Report all lines from the entries below in which "WorkspaceObject" appears.

::: Information shown :::

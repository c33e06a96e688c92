//! Text datacards with JSON shape files.
//!
//! For every bin of a partition one card (`$TAG/$BIN.txt`) and one shape file
//! (`$TAG/$BIN_input.json`) are written. The shape file holds the nominal and
//! systematic templates of the bin plus the workspace objects its processes
//! refer to.

use std::collections::{BTreeMap, BTreeSet};
use std::fmt::Write as _;
use std::path::{Path, PathBuf};

use dc_core::{
    CardWriter, DATA_OBS, Error, InterpolatedShape, MassParameter, Model, MorphTemplate, Result,
    Shape, Systematic, SystematicKind, Workspace,
};
use serde::Serialize;

const RULE: &str =
    "----------------------------------------------------------------------------------------------------";

/// Serialized workspace object.
#[derive(Debug, Serialize)]
struct WorkspaceObject<'a> {
    parameter: &'a MassParameter,
    method: &'a str,
    anchors: &'a [MorphTemplate],
}

#[derive(Debug, Serialize)]
struct ShapeFileOut<'a> {
    histograms: BTreeMap<String, &'a Shape>,
    #[serde(skip_serializing_if = "BTreeMap::is_empty")]
    workspace: BTreeMap<String, WorkspaceObject<'a>>,
}

/// [`CardWriter`] producing text cards.
#[derive(Debug, Clone)]
pub struct TextCardWriter {
    card_pattern: String,
    shapes_pattern: String,
}

impl TextCardWriter {
    /// Cards go to `<dir>/$TAG/$BIN.txt`, shapes to `<dir>/$TAG/$BIN_input.json`.
    pub fn new(dir: &Path) -> Self {
        let base = dir.display().to_string();
        Self {
            card_pattern: format!("{}/$TAG/$BIN.txt", base),
            shapes_pattern: format!("{}/$TAG/$BIN_input.json", base),
        }
    }

    pub fn with_patterns(card: impl Into<String>, shapes: impl Into<String>) -> Self {
        Self { card_pattern: card.into(), shapes_pattern: shapes.into() }
    }

    fn path(pattern: &str, tag: &str, bin: &str) -> PathBuf {
        PathBuf::from(pattern.replace("$TAG", tag).replace("$BIN", bin))
    }
}

fn write_file(path: &Path, contents: &str) -> Result<()> {
    if let Some(dir) = path.parent() {
        std::fs::create_dir_all(dir).map_err(|e| Error::io_at(dir, e))?;
    }
    std::fs::write(path, contents).map_err(|e| Error::io_at(path, e))
}

/// Format a number the way cards expect (`1.027`, `12.5`, `1`).
fn num(v: f64) -> String {
    let s = format!("{:.6}", v);
    let s = s.trim_end_matches('0').trim_end_matches('.');
    if s.is_empty() || s == "-0" { "0".to_string() } else { s.to_string() }
}

fn column_value(s: &Systematic) -> String {
    match &s.kind {
        SystematicKind::LnN { value_u, value_d: None } => num(*value_u),
        SystematicKind::LnN { value_u, value_d: Some(d) } => format!("{}/{}", num(*d), num(*value_u)),
        SystematicKind::Shape { .. } => "1".to_string(),
    }
}

/// Render the card of one bin.
pub fn render_card(model: &Model, bin: &str, shapes_file: &str, workspace: &str) -> String {
    let obs = model.observations().iter().find(|o| o.bin.name == bin);
    let mut procs: Vec<_> = model.processes().iter().filter(|p| p.bin.name == bin).collect();
    // Signals first (non-positive indices), then backgrounds, each by name.
    procs.sort_by(|a, b| b.signal.cmp(&a.signal).then_with(|| a.name.cmp(&b.name)));
    let n_sig = procs.iter().filter(|p| p.signal).count() as i64;
    let indices: Vec<i64> = (0..procs.len() as i64).map(|k| k - n_sig + 1).collect();

    let sys_names: BTreeSet<&str> = model
        .systematics()
        .iter()
        .filter(|s| s.bin.name == bin)
        .map(|s| s.name.as_str())
        .collect();

    let mut out = String::new();
    writeln!(out, "imax    1 number of bins").unwrap();
    writeln!(out, "jmax    {} number of processes minus 1", procs.len().saturating_sub(1)).unwrap();
    writeln!(out, "kmax    {} number of nuisance parameters", sys_names.len()).unwrap();
    writeln!(out, "{}", RULE).unwrap();
    writeln!(out, "shapes * {} {} $CHANNEL/$PROCESS $CHANNEL/$PROCESS_$SYSTEMATIC", bin, shapes_file).unwrap();
    for p in &procs {
        if let Some(pdf) = &p.pdf {
            writeln!(out, "shapes {} {} {} {}:{}", p.name, bin, shapes_file, workspace, pdf).unwrap();
        }
    }
    writeln!(out, "{}", RULE).unwrap();
    writeln!(out, "bin          {}", bin).unwrap();
    writeln!(out, "observation  {}", num(obs.map(|o| o.rate()).unwrap_or(0.0))).unwrap();
    writeln!(out, "{}", RULE).unwrap();

    let width = procs.iter().map(|p| p.name.len()).chain([bin.len()]).max().unwrap_or(0) + 2;
    let row = |label: &str, cells: Vec<String>| {
        let mut line = format!("{:<40}", label);
        for c in cells {
            line.push_str(&format!("{:<width$}", c, width = width));
        }
        line.trim_end().to_string()
    };
    writeln!(out, "{}", row("bin", procs.iter().map(|_| bin.to_string()).collect())).unwrap();
    writeln!(out, "{}", row("process", procs.iter().map(|p| p.name.clone()).collect())).unwrap();
    writeln!(out, "{}", row("process", indices.iter().map(|i| i.to_string()).collect())).unwrap();
    writeln!(out, "{}", row("rate", procs.iter().map(|p| num(p.rate())).collect())).unwrap();
    writeln!(out, "{}", RULE).unwrap();

    for name in &sys_names {
        let entries: Vec<&Systematic> = model
            .systematics()
            .iter()
            .filter(|s| s.bin.name == bin && s.name == *name)
            .collect();
        let kinds: BTreeSet<bool> = entries.iter().map(|s| s.is_shape()).collect();
        let kind = match (kinds.contains(&true), kinds.contains(&false)) {
            (true, true) => "shape?",
            (true, false) => "shape",
            _ => "lnN",
        };
        let cells = procs
            .iter()
            .map(|p| {
                entries
                    .iter()
                    .find(|s| s.process == p.name && s.mass == p.mass)
                    .map(|s| column_value(s))
                    .unwrap_or_else(|| "-".to_string())
            })
            .collect();
        writeln!(out, "{}", row(&format!("{} {}", name, kind), cells)).unwrap();
    }
    out
}

impl CardWriter for TextCardWriter {
    fn write(&mut self, tag: &str, model: &Model, workspace: &Workspace) -> Result<Vec<PathBuf>> {
        let mut written = Vec::new();
        for bin in model.bin_set() {
            let card_path = Self::path(&self.card_pattern, tag, &bin);
            let shapes_path = Self::path(&self.shapes_pattern, tag, &bin);
            let shapes_name = shapes_path
                .file_name()
                .map(|f| f.to_string_lossy().into_owned())
                .unwrap_or_default();

            let mut histograms: BTreeMap<String, &Shape> = BTreeMap::new();
            for o in model.observations().iter().filter(|o| o.bin.name == bin) {
                if let Some(s) = o.shape() {
                    histograms.insert(format!("{}/{}", bin, DATA_OBS), s);
                }
            }
            let mut objects = BTreeMap::new();
            for p in model.processes().iter().filter(|p| p.bin.name == bin) {
                if let Some(s) = p.shape() {
                    histograms.insert(format!("{}/{}", bin, p.name), s);
                }
                if let Some(pdf) = &p.pdf {
                    let morph: &dyn InterpolatedShape = workspace.get(pdf).ok_or_else(|| {
                        Error::MissingShape(format!(
                            "bin '{}' process '{}' refers to missing workspace object '{}'",
                            bin, p.name, pdf
                        ))
                    })?;
                    objects.insert(
                        pdf.clone(),
                        WorkspaceObject {
                            parameter: morph.parameter(),
                            method: morph.method(),
                            anchors: morph.anchors(),
                        },
                    );
                }
            }
            for s in model.systematics().iter().filter(|s| s.bin.name == bin) {
                if let SystematicKind::Shape { shape_u: Some(u), shape_d: Some(d), .. } = &s.kind {
                    histograms.insert(format!("{}/{}_{}Up", bin, s.process, s.name), u);
                    histograms.insert(format!("{}/{}_{}Down", bin, s.process, s.name), d);
                }
            }

            let json = serde_json::to_string_pretty(&ShapeFileOut { histograms, workspace: objects })?;
            write_file(&shapes_path, &json)?;
            write_file(&card_path, &render_card(model, &bin, &shapes_name, workspace.name()))?;
            log::debug!("wrote {}", card_path.display());
            written.push(card_path);
            written.push(shapes_path);
        }
        Ok(written)
    }
}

:::

= Output for this task =
struct WorkspaceObject<'a> {
    workspace: BTreeMap<String, WorkspaceObject<'a>>,
                        WorkspaceObject {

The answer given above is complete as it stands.